Language:
Format:

Chapter 3. Performing maintenance on the undercloud and overcloud with Instance HA

To perform maintenance on the undercloud and overcloud, you must shut down and start up the undercloud and overcloud nodes in a specific order to ensure minimal issues when your start your overcloud. You can also perform maintenance on a specific Compute or Controller node by stopping the node and disabling the Pacemaker resources on the node.

3.1. Prerequisites

A running undercloud and overcloud with Instance HA enabled.

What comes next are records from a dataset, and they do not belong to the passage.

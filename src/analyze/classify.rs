//! Event classifier: free text + tags → category, severity, player event kind.
//!
//! Rules are checked in a fixed priority order and the first matching
//! category wins:
//! economy > gameplay/map > competitive/ranking > anti-cheat > misc.
//! Severity is looked up from a [`SeverityTable`], not branched on.

use once_cell::sync::Lazy;
use regex::Regex;
use serde::{Deserialize, Serialize};
use std::collections::BTreeSet;

use crate::ingest::types::RawEvent;

#[derive(Debug, Clone, Copy, PartialEq, Eq, Hash, PartialOrd, Ord, Serialize, Deserialize)]
#[serde(rename_all = "snake_case")]
pub enum Category {
    Economy,
    Gameplay,
    Competitive,
    AntiCheat,
    Misc,
}

#[derive(Debug, Clone, Copy, PartialEq, Eq, Hash, PartialOrd, Ord, Serialize, Deserialize)]
#[serde(rename_all = "lowercase")]
pub enum Severity {
    High,
    Medium,
    Low,
}

/// Kind of a roster/career event; `None` for non-player text.
#[derive(Debug, Clone, Copy, PartialEq, Eq, Hash, Serialize, Deserialize)]
#[serde(rename_all = "snake_case")]
pub enum PlayerEventKind {
    Retirement,
    Transfer,
    Benched,
    Other,
}

/// Tunable category → severity mapping.
#[derive(Debug, Clone, Copy, PartialEq, Eq, Serialize, Deserialize)]
#[serde(default)]
pub struct SeverityTable {
    pub economy: Severity,
    pub gameplay: Severity,
    pub competitive: Severity,
    pub anti_cheat: Severity,
    pub misc: Severity,
}

impl Default for SeverityTable {
    fn default() -> Self {
        Self {
            economy: Severity::High,
            gameplay: Severity::Medium,
            competitive: Severity::Medium,
            anti_cheat: Severity::Medium,
            misc: Severity::Low,
        }
    }
}

impl SeverityTable {
    pub fn severity_for(&self, category: Category) -> Severity {
        match category {
            Category::Economy => self.economy,
            Category::Gameplay => self.gameplay,
            Category::Competitive => self.competitive,
            Category::AntiCheat => self.anti_cheat,
            Category::Misc => self.misc,
        }
    }
}

#[derive(Debug, Clone, PartialEq, Serialize, Deserialize)]
pub struct Classification {
    pub category: Category,
    pub severity: Severity,
    pub player_event: Option<PlayerEventKind>,
    pub extracted_entities: Vec<String>,
}

/// A raw event with its (recomputed, never persisted) classification.
#[derive(Debug, Clone, PartialEq)]
pub struct ClassifiedEvent {
    pub event: RawEvent,
    pub classification: Classification,
}

struct CategoryRule {
    category: Category,
    re: Regex,
}

static CATEGORY_RULES: Lazy<Vec<CategoryRule>> = Lazy::new(|| {
    let rules: [(Category, &str); 4] = [
        (
            Category::Economy,
            r"(?i)\b(economy|trade|trading|trade[- ]?hold|market(place)?|cases?|capsules?|drops?|collections?|souvenirs?|armory|operation|supply|rarity|skins?|stickers?|charms?|float|prices?|marketplace)\b",
        ),
        (
            Category::Gameplay,
            r"(?i)\b(maps?|mirage|inferno|nuke|ancient|anubis|dust ?(2|ii)|vertigo|overpass|train|weapons?|recoil|damage|spray|nerf(ed)?|buff(ed)?|movement|smokes?|molotov|grenades?|awp|ak-?47|m4a1(-s)?|m4a4|deagle|desert eagle|usp-?s|glock)\b",
        ),
        (
            Category::Competitive,
            r"(?i)\b(premier|rank(s|ed|ing)?|matchmaking|elo|rating|majors?|tournament|roster|retires?|retire(d|ment)|bench(ed)?|transfer(red)?|signs?|signed|signing|lineup|coach|team)\b",
        ),
        (
            Category::AntiCheat,
            r"(?i)\b(vac|anti-?cheat|cheat(s|er|ers|ing)?|bans?|banned|overwatch|exploits?)\b",
        ),
    ];
    rules
        .into_iter()
        .map(|(category, pat)| CategoryRule {
            category,
            re: Regex::new(pat).expect("category regex"),
        })
        .collect()
});

static RE_RETIRE: Lazy<Regex> = Lazy::new(|| {
    Regex::new(r"(?i)\b(retires?|retired|retirement|steps? down|hangs? up)\b").expect("retire regex")
});
static RE_BENCH: Lazy<Regex> = Lazy::new(|| {
    Regex::new(r"(?i)\b(bench(ed)?|inactive|steps? back|stand-?in)\b").expect("bench regex")
});
static RE_TRANSFER: Lazy<Regex> = Lazy::new(|| {
    Regex::new(r"(?i)\b(transfer(red|s)?|joins?|joined|signs?|signed|departs?|leaves|moves? to|parts? ways)\b")
        .expect("transfer regex")
});

static WEAPONS: &[(&str, &str)] = &[
    ("AK-47", r"(?i)\bak-?47\b"),
    ("AWP", r"(?i)\bawp\b"),
    ("M4A4", r"(?i)\bm4a4\b"),
    ("M4A1-S", r"(?i)\bm4a1(-s)?\b"),
    ("Desert Eagle", r"(?i)\b(deagle|desert eagle)\b"),
    ("USP-S", r"(?i)\busp(-s)?\b"),
    ("Glock-18", r"(?i)\bglock(-18)?\b"),
    ("Knife", r"(?i)\b(knife|knives)\b"),
    ("Gloves", r"(?i)\bgloves\b"),
];

static MAPS: &[&str] = &[
    "Mirage", "Inferno", "Nuke", "Ancient", "Anubis", "Dust2", "Vertigo", "Overpass", "Train",
];

static ENTITY_RES: Lazy<Vec<(String, Regex)>> = Lazy::new(|| {
    let mut out: Vec<(String, Regex)> = WEAPONS
        .iter()
        .map(|(name, pat)| (name.to_string(), Regex::new(pat).expect("weapon regex")))
        .collect();
    for m in MAPS {
        let pat = if *m == "Dust2" {
            r"(?i)\bdust ?(2|ii)\b".to_string()
        } else {
            format!(r"(?i)\b{}\b", m.to_ascii_lowercase())
        };
        out.push((m.to_string(), Regex::new(&pat).expect("map regex")));
    }
    out
});

fn match_text(title: &str, body: &str, tags: &BTreeSet<String>) -> String {
    let mut text = String::with_capacity(title.len() + body.len() + 32);
    text.push_str(title);
    text.push(' ');
    text.push_str(body);
    for t in tags {
        text.push(' ');
        // "type:retirement" → "type retirement"
        text.push_str(&t.replace([':', '_'], " "));
    }
    text
}

/// Pure classification of an event's text and tags.
pub fn classify(
    title: &str,
    body: &str,
    tags: &BTreeSet<String>,
    table: &SeverityTable,
) -> Classification {
    let text = match_text(title, body, tags);

    let category = CATEGORY_RULES
        .iter()
        .find(|r| r.re.is_match(&text))
        .map(|r| r.category)
        .unwrap_or(Category::Misc);

    Classification {
        category,
        severity: table.severity_for(category),
        player_event: detect_player_event(&text, tags),
        extracted_entities: extract_entities(&text, tags),
    }
}

pub fn classify_event(event: &RawEvent, table: &SeverityTable) -> ClassifiedEvent {
    ClassifiedEvent {
        classification: classify(&event.title, &event.body, &event.tags, table),
        event: event.clone(),
    }
}

/// Retirement beats benching beats transfer when several match.
fn detect_player_event(text: &str, tags: &BTreeSet<String>) -> Option<PlayerEventKind> {
    let is_player_text = tags.iter().any(|t| t.starts_with("player:"))
        || RE_RETIRE.is_match(text)
        || RE_BENCH.is_match(text)
        || RE_TRANSFER.is_match(text);
    if !is_player_text {
        return None;
    }
    Some(if RE_RETIRE.is_match(text) {
        PlayerEventKind::Retirement
    } else if RE_BENCH.is_match(text) {
        PlayerEventKind::Benched
    } else if RE_TRANSFER.is_match(text) {
        PlayerEventKind::Transfer
    } else {
        PlayerEventKind::Other
    })
}

/// Weapons, maps, and `player:`/`team:` handles, sorted and deduplicated.
fn extract_entities(text: &str, tags: &BTreeSet<String>) -> Vec<String> {
    let mut out: BTreeSet<String> = ENTITY_RES
        .iter()
        .filter(|(_, re)| re.is_match(text))
        .map(|(name, _)| name.clone())
        .collect();
    for t in tags {
        if let Some(h) = t.strip_prefix("player:").or_else(|| t.strip_prefix("team:")) {
            if !h.is_empty() {
                out.insert(h.to_string());
            }
        }
    }
    out.into_iter().collect()
}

3.2. Undercloud and overcloud shutdown order

To shut down the Red Hat OpenStack Platform environment, you must shut down the overcloud and undercloud in the following order:

Shut down instances on overcloud Compute nodes
Shut down Compute nodes
Stop all high availability and OpenStack Platform services on Controller nodes
Shut down Ceph Storage nodes
Shut down Controller nodes
Shut down the undercloud

3.2.1. Shutting down instances on overcloud Compute nodes

As a part of shutting down the Red Hat OpenStack Platform environment, shut down all instances on Compute nodes before shutting down the Compute nodes.

Prerequisites

An overcloud with active Compute services

Procedure

Log in to the undercloud as the stack user.
Source the credentials file for your overcloud:
```
$ source ~/overcloudrc
```
View running instances in the overcloud:
```
$ openstack server list --all-projects
```
Stop each instance in the overcloud:
```
$ openstack server stop <INSTANCE>
```
Repeat this step for each instance until you stop all instances in the overcloud.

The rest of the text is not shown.